◆ **Data for the task**
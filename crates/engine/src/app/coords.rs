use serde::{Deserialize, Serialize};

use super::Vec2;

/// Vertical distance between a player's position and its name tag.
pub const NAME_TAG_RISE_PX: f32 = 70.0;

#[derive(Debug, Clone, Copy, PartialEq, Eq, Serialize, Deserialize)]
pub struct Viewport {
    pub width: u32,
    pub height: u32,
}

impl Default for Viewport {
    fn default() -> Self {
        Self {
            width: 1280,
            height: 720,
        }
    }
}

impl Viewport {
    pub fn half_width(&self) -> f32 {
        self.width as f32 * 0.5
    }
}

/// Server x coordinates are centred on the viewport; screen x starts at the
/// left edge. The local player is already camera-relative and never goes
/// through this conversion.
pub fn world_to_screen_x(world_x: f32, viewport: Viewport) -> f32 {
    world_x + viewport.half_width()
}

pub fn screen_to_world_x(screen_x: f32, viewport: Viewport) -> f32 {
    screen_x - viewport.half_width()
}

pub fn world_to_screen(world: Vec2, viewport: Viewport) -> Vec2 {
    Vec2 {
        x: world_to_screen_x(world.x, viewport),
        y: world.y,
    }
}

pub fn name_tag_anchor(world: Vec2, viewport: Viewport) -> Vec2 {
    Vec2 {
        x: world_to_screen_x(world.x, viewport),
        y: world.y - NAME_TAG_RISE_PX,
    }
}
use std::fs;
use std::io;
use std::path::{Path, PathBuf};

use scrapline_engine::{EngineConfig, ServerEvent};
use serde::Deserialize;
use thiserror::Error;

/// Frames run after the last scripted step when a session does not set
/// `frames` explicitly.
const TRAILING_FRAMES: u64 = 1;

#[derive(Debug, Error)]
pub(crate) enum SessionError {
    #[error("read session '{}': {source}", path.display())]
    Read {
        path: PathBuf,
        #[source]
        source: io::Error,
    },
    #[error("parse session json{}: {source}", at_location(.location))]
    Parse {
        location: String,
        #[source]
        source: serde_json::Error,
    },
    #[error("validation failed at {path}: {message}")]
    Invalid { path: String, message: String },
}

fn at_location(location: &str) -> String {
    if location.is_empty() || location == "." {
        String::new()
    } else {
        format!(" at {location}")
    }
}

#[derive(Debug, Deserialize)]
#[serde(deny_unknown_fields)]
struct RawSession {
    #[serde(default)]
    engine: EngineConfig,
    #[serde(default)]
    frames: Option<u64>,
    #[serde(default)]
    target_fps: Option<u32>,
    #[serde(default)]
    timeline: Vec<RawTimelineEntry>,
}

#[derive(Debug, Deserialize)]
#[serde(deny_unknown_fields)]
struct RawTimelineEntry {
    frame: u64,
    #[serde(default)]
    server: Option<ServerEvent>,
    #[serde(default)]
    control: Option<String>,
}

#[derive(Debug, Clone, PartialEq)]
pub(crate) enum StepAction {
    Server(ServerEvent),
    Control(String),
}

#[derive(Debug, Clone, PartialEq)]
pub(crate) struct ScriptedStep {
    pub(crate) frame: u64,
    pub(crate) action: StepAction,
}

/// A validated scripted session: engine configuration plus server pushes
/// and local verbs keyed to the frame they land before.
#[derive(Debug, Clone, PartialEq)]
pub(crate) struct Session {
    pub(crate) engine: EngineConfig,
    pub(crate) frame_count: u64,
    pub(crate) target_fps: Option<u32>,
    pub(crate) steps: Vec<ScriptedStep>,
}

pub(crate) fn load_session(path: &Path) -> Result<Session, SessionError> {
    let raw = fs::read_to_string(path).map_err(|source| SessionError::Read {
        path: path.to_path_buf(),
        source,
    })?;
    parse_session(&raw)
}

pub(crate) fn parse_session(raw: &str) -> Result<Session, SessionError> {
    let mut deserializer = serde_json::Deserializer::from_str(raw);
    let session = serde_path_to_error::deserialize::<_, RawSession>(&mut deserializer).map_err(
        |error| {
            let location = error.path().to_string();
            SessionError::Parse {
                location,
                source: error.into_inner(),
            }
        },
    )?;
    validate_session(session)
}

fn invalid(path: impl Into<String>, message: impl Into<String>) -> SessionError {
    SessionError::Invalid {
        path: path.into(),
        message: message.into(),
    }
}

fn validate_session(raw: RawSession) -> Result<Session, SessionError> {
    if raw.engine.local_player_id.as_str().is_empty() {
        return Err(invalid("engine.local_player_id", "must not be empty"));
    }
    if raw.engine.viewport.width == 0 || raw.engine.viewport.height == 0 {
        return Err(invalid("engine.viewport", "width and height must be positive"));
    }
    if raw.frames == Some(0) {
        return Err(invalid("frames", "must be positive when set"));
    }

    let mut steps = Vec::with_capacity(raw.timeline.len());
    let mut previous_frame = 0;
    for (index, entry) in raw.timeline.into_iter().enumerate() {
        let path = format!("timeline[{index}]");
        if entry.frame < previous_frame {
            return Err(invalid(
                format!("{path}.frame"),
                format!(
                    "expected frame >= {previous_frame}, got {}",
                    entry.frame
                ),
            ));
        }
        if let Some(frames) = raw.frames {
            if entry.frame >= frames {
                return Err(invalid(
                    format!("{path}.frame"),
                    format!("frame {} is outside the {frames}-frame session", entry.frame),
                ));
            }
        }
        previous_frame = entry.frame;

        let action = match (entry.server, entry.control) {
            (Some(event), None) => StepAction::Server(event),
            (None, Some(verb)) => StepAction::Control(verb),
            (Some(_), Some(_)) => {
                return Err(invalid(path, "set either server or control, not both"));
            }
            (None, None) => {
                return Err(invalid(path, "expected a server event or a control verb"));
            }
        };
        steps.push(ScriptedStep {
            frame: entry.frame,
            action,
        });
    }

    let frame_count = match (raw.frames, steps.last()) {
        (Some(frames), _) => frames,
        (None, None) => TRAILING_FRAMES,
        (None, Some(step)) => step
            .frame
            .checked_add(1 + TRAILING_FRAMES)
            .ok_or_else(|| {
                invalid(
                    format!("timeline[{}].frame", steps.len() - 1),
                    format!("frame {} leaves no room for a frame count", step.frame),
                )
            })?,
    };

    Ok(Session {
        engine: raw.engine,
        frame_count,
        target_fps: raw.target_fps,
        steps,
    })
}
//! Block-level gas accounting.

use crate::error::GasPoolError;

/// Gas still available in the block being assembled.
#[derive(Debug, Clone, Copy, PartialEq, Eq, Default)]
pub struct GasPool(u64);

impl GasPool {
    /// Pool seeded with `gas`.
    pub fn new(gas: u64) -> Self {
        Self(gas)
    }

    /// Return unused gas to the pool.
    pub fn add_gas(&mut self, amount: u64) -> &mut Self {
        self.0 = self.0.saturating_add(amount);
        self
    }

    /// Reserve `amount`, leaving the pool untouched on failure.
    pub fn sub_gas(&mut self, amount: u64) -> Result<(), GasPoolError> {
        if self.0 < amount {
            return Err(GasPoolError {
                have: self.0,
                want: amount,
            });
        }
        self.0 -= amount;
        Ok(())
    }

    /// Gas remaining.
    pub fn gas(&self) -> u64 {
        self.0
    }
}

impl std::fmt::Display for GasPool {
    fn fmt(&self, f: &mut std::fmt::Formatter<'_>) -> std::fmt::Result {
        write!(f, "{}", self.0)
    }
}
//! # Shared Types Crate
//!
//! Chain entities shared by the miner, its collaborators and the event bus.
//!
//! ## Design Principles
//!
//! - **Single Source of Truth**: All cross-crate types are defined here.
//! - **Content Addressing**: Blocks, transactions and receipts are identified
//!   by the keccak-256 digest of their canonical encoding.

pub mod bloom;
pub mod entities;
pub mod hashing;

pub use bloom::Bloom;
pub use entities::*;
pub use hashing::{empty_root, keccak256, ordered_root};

◆ **Aim of the exercise**
Read through the listing and copy each line in which the word "GasPoolError" occurs.

◆ **Response to this task**
use crate::error::GasPoolError;
    pub fn sub_gas(&mut self, amount: u64) -> Result<(), GasPoolError> {
            return Err(GasPoolError {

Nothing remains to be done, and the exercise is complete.